Motivated by How to transform a general higher degree five or higher equation to normal form?
The goal of the linked question is to transform the general quintic
$$x^5+ax^4+bx^3+cx^2+dx+e=0$$
into Bring-Jerrard normal form.
Tito Piezas III begins his answer with the quadratic Tschirnhausen transformation,
$$y=x^2+mx+n$$
and by using resultants which may be calculated by WolframAlpha, one can write the result as
$$y^5+c_1y^4+c_2y^3+c_3y^2+c_4y+c_5=0$$
where we proceed to make $c_1=c_2=0$.
However, it is not immediately obvious to me how one performs this step, particularly the process of eliminating $x$ and replacing it with $y$.
How can I perform this step without referring to resultants and anything outside of simple algebra?
Or, if it makes any difference, how can I go from
$$x^5+ax^4+bx^3+cx^2+dx+e=0$$
to
$$y^5+c_3y^2+c_4y+c_5=0$$
?
The original equation gives $\,x^5 = -ax^4-bx^3-cx^2-dx-e\,$, so $\,x^n\,$ can be expressed as a polynomial of degree (at most) $\,4\,$ in $\,x\,$ for $\,n \ge 5\,$.

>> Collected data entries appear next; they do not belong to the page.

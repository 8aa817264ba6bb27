//! Tickets API handlers.
//!
//! ```text
//! GET /api/tickets
//! GET /api/tickets/{id}
//! POST /api/tickets {"poi":{"id":1},"price":50.0,"transport_mode":"Avion"}
//! PUT /api/tickets/{id}
//! DELETE /api/tickets/{id}
//! ```

use actix_web::{HttpResponse, delete, get, post, put, web};
use serde::Deserialize;
use utoipa::ToSchema;

use crate::domain::{Error, PoiRef, Ticket, TicketDraft, TicketId};
use crate::inbound::http::ApiResult;
use crate::inbound::http::schemas::ErrorSchema;
use crate::inbound::http::state::HttpState;
use crate::inbound::http::validation::{FieldName, invalid_field_error, require};

const RESOURCE: &str = "Ticket";
const POI: FieldName = FieldName::new("poi");
const PRICE: FieldName = FieldName::new("price");

fn ticket_not_found() -> Error {
    Error::not_found("Ticket not found")
}

/// Request body for creating or replacing a ticket.
#[derive(Debug, Deserialize, ToSchema)]
pub struct TicketPayload {
    /// POI the ticket grants access to.
    pub poi: Option<PoiRef>,
    /// Non-negative price.
    #[schema(example = 50.0)]
    pub price: Option<f64>,
    /// How the traveller gets there.
    #[schema(example = "Avion")]
    pub transport_mode: Option<String>,
}

/// Validate the payload and confirm the referenced POI exists.
async fn resolve_draft(state: &HttpState, payload: TicketPayload) -> Result<TicketDraft, Error> {
    let poi = require(payload.poi, POI)?;
    let price = require(payload.price, PRICE)?;
    let draft = TicketDraft::new(poi.id, price, payload.transport_mode)
        .map_err(|err| invalid_field_error(PRICE, err.to_string()))?;
    state
        .pois
        .find_by_id(poi.id)
        .await
        .map_err(|err| err.into_domain("Poi"))?
        .ok_or_else(|| Error::not_found("Poi not found"))?;
    Ok(draft)
}

/// List every ticket.
#[utoipa::path(
    get,
    path = "/api/tickets",
    responses(
        (status = 200, description = "Tickets", body = [Ticket]),
        (status = 503, description = "Service unavailable", body = ErrorSchema),
        (status = 500, description = "Internal server error", body = ErrorSchema)
    ),
    tags = ["tickets"],
    operation_id = "listTickets"
)]
#[get("/tickets")]
pub async fn list_tickets(state: web::Data<HttpState>) -> ApiResult<web::Json<Vec<Ticket>>> {
    let tickets = state
        .tickets
        .list()
        .await
        .map_err(|err| err.into_domain(RESOURCE))?;
    Ok(web::Json(tickets))
}

/// Fetch a ticket by id.
#[utoipa::path(
    get,
    path = "/api/tickets/{id}",
    params(("id" = i64, Path, description = "Ticket identifier")),
    responses(
        (status = 200, description = "Ticket", body = Ticket),
        (status = 404, description = "Not found", body = ErrorSchema),
        (status = 500, description = "Internal server error", body = ErrorSchema)
    ),
    tags = ["tickets"],
    operation_id = "getTicket"
)]
#[get("/tickets/{id}")]
pub async fn get_ticket(
    state: web::Data<HttpState>,
    id: web::Path<TicketId>,
) -> ApiResult<web::Json<Ticket>> {
    let ticket = state
        .tickets
        .find_by_id(id.into_inner())
        .await
        .map_err(|err| err.into_domain(RESOURCE))?
        .ok_or_else(ticket_not_found)?;
    Ok(web::Json(ticket))
}

/// Create a ticket for an existing POI.
#[utoipa::path(
    post,
    path = "/api/tickets",
    request_body = TicketPayload,
    responses(
        (status = 200, description = "Created ticket", body = Ticket),
        (status = 400, description = "Invalid request", body = ErrorSchema),
        (status = 404, description = "POI not found", body = ErrorSchema),
        (status = 500, description = "Internal server error", body = ErrorSchema)
    ),
    tags = ["tickets"],
    operation_id = "createTicket"
)]
#[post("/tickets")]
pub async fn create_ticket(
    state: web::Data<HttpState>,
    payload: web::Json<TicketPayload>,
) -> ApiResult<web::Json<Ticket>> {
    let draft = resolve_draft(&state, payload.into_inner()).await?;
    let ticket = state
        .tickets
        .insert(&draft)
        .await
        .map_err(|err| err.into_domain(RESOURCE))?;
    Ok(web::Json(ticket))
}

/// Replace a ticket's fields.
#[utoipa::path(
    put,
    path = "/api/tickets/{id}",
    params(("id" = i64, Path, description = "Ticket identifier")),
    request_body = TicketPayload,
    responses(
        (status = 200, description = "Updated ticket", body = Ticket),
        (status = 400, description = "Invalid request", body = ErrorSchema),
        (status = 404, description = "Ticket or POI not found", body = ErrorSchema),
        (status = 500, description = "Internal server error", body = ErrorSchema)
    ),
    tags = ["tickets"],
    operation_id = "updateTicket"
)]
#[put("/tickets/{id}")]
pub async fn update_ticket(
    state: web::Data<HttpState>,
    id: web::Path<TicketId>,
    payload: web::Json<TicketPayload>,
) -> ApiResult<web::Json<Ticket>> {
    let draft = resolve_draft(&state, payload.into_inner()).await?;
    let ticket = state
        .tickets
        .update(id.into_inner(), &draft)
        .await
        .map_err(|err| err.into_domain(RESOURCE))?
        .ok_or_else(ticket_not_found)?;
    Ok(web::Json(ticket))
}

/// Delete a ticket that no purchase history references.
#[utoipa::path(
    delete,
    path = "/api/tickets/{id}",
    params(("id" = i64, Path, description = "Ticket identifier")),
    responses(
        (status = 204, description = "Deleted"),
        (status = 404, description = "Not found", body = ErrorSchema),
        (status = 409, description = "Ticket still referenced by history", body = ErrorSchema),
        (status = 500, description = "Internal server error", body = ErrorSchema)
    ),
    tags = ["tickets"],
    operation_id = "deleteTicket"
)]
#[delete("/tickets/{id}")]
pub async fn delete_ticket(
    state: web::Data<HttpState>,
    id: web::Path<TicketId>,
) -> ApiResult<HttpResponse> {
    let deleted = state
        .tickets
        .delete(id.into_inner())
        .await
        .map_err(|err| err.into_domain(RESOURCE))?;
    if !deleted {
        return Err(ticket_not_found());
    }
    Ok(HttpResponse::NoContent().finish())
}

It follows that the first few powers $\,k=1,2,3,4,5\,$ of $\,y\,$ can be written as:
$$ \begin{align} y^k &\,=\, a_{k,0} + a_{k,1}\,x + a_{k,2}\,x^2 + a_{k,3}\,x^3 + a_{k,4}\,x^4 \\ \end{align} $$
Eliminating $\,x,x^2,x^3,x^4\,$ between the $\,5\,$ equations gives a quintic in $\,y\,$, which can be done with "simple algebra" (albeit the calculations are tedious).